(Stored data)
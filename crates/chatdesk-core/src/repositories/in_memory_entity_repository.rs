use std::collections::{BTreeSet, HashMap, HashSet};
use std::marker::PhantomData;
use std::sync::{Arc, Mutex};

use super::entity_repository::{BoxFuture, EntityRepository, Listing, StoredEntity};
use super::error::{RepositoryError, RepositoryResult};
use crate::entities::folders::parent_folder_ids;
use crate::entities::{EntityId, FolderPath};
use crate::services::ApiError;

type Store<E> = Arc<Mutex<HashMap<EntityId, E>>>;

/// In-memory entity repository
/// Useful for testing and development
pub struct InMemoryEntityRepository<E> {
    entities: Store<E>,
    failing: Arc<Mutex<HashSet<EntityId>>>,
    _entity: PhantomData<fn() -> E>,
}

impl<E> Clone for InMemoryEntityRepository<E> {
    fn clone(&self) -> Self {
        Self {
            entities: self.entities.clone(),
            failing: self.failing.clone(),
            _entity: PhantomData,
        }
    }
}

impl<E: StoredEntity> InMemoryEntityRepository<E> {
    pub fn new() -> Self {
        Self {
            entities: Arc::new(Mutex::new(HashMap::new())),
            failing: Arc::new(Mutex::new(HashSet::new())),
            _entity: PhantomData,
        }
    }

    pub fn with_entities(entities: impl IntoIterator<Item = E>) -> Self {
        let repo = Self::new();
        if let Ok(mut store) = repo.entities.lock() {
            for entity in entities {
                store.insert(entity.entity_id().clone(), entity);
            }
        }
        repo
    }

    /// Make every write or delete touching `id` fail with a server error.
    pub fn fail_on(&self, id: EntityId) {
        if let Ok(mut failing) = self.failing.lock() {
            failing.insert(id);
        }
    }

    pub fn contains(&self, id: &EntityId) -> bool {
        self.entities
            .lock()
            .map(|store| store.contains_key(id))
            .unwrap_or(false)
    }

    pub fn stored(&self, id: &EntityId) -> Option<E> {
        self.entities
            .lock()
            .ok()
            .and_then(|store| store.get(id).cloned())
    }

    pub fn len(&self) -> usize {
        self.entities.lock().map(|store| store.len()).unwrap_or(0)
    }

    pub fn is_empty(&self) -> bool {
        self.len() == 0
    }
}

impl<E: StoredEntity> Default for InMemoryEntityRepository<E> {
    fn default() -> Self {
        Self::new()
    }
}

fn lock_error(e: impl std::fmt::Display) -> RepositoryError {
    RepositoryError::InvalidData {
        message: format!("Failed to lock entities: {}", e),
    }
}

fn check_failing(failing: &Mutex<HashSet<EntityId>>, ids: &[&EntityId]) -> RepositoryResult<()> {
    let failing = failing.lock().map_err(lock_error)?;
    if ids.iter().any(|id| failing.contains(*id)) {
        return Err(RepositoryError::Api(ApiError::Server {
            status: 500,
            message: "Injected failure".into(),
        }));
    }
    Ok(())
}

impl<E: StoredEntity> EntityRepository<E> for InMemoryEntityRepository<E> {
    fn list(&self, folder: &FolderPath) -> BoxFuture<'static, RepositoryResult<Listing<E>>> {
        let entities = self.entities.clone();
        let folder = folder.clone();

        Box::pin(async move {
            let store = entities.lock().map_err(lock_error)?;
            let mut folders = BTreeSet::new();
            let mut headers = Vec::new();
            for id in store.keys().filter(|id| folder.contains(id.folder())) {
                folders.extend(
                    parent_folder_ids(id.folder())
                        .into_iter()
                        .filter(|f| folder.is_ancestor_of(f)),
                );
                headers.push(E::from_listing(id.clone(), None));
            }
            Ok(Listing {
                folders: folders.into_iter().collect(),
                entities: headers,
            })
        })
    }

    fn get(&self, id: &EntityId) -> BoxFuture<'static, RepositoryResult<E>> {
        let entities = self.entities.clone();
        let id = id.clone();

        Box::pin(async move {
            let store = entities.lock().map_err(lock_error)?;
            store
                .get(&id)
                .cloned()
                .ok_or(RepositoryError::Api(ApiError::NotFound))
        })
    }

    fn create(&self, entity: E) -> BoxFuture<'static, RepositoryResult<EntityId>> {
        let entities = self.entities.clone();
        let failing = self.failing.clone();

        Box::pin(async move {
            let id = entity.entity_id().clone();
            check_failing(&failing, &[&id])?;
            let mut store = entities.lock().map_err(lock_error)?;
            if store.contains_key(&id) {
                return Err(RepositoryError::Api(ApiError::Conflict));
            }
            store.insert(id.clone(), entity);
            Ok(id)
        })
    }

    fn update(&self, entity: E) -> BoxFuture<'static, RepositoryResult<()>> {
        let entities = self.entities.clone();
        let failing = self.failing.clone();

        Box::pin(async move {
            let id = entity.entity_id().clone();
            check_failing(&failing, &[&id])?;
            let mut store = entities.lock().map_err(lock_error)?;
            store.insert(id, entity);
            Ok(())
        })
    }

    fn delete(&self, id: &EntityId) -> BoxFuture<'static, RepositoryResult<()>> {
        let entities = self.entities.clone();
        let failing = self.failing.clone();
        let id = id.clone();

        Box::pin(async move {
            check_failing(&failing, &[&id])?;
            let mut store = entities.lock().map_err(lock_error)?;
            store
                .remove(&id)
                .map(|_| ())
                .ok_or(RepositoryError::Api(ApiError::NotFound))
        })
    }

    fn move_entity(
        &self,
        from: &EntityId,
        to: &EntityId,
    ) -> BoxFuture<'static, RepositoryResult<()>> {
        let entities = self.entities.clone();
        let failing = self.failing.clone();
        let from = from.clone();
        let to = to.clone();

        Box::pin(async move {
            check_failing(&failing, &[&from, &to])?;
            let mut store = entities.lock().map_err(lock_error)?;
            if store.contains_key(&to) {
                return Err(RepositoryError::Api(ApiError::Conflict));
            }
            let mut entity = store
                .remove(&from)
                .ok_or(RepositoryError::Api(ApiError::NotFound))?;
            entity.set_entity_id(to.clone());
            store.insert(to, entity);
            Ok(())
        })
    }
}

Brief: If a line in the data contains the string "RepositoryResult", copy it.

Result of this exercise:
use super::error::{RepositoryError, RepositoryResult};
fn check_failing(failing: &Mutex<HashSet<EntityId>>, ids: &[&EntityId]) -> RepositoryResult<()> {
    fn list(&self, folder: &FolderPath) -> BoxFuture<'static, RepositoryResult<Listing<E>>> {
    fn get(&self, id: &EntityId) -> BoxFuture<'static, RepositoryResult<E>> {
    fn create(&self, entity: E) -> BoxFuture<'static, RepositoryResult<EntityId>> {
    fn update(&self, entity: E) -> BoxFuture<'static, RepositoryResult<()>> {
    fn delete(&self, id: &EntityId) -> BoxFuture<'static, RepositoryResult<()>> {
    ) -> BoxFuture<'static, RepositoryResult<()>> {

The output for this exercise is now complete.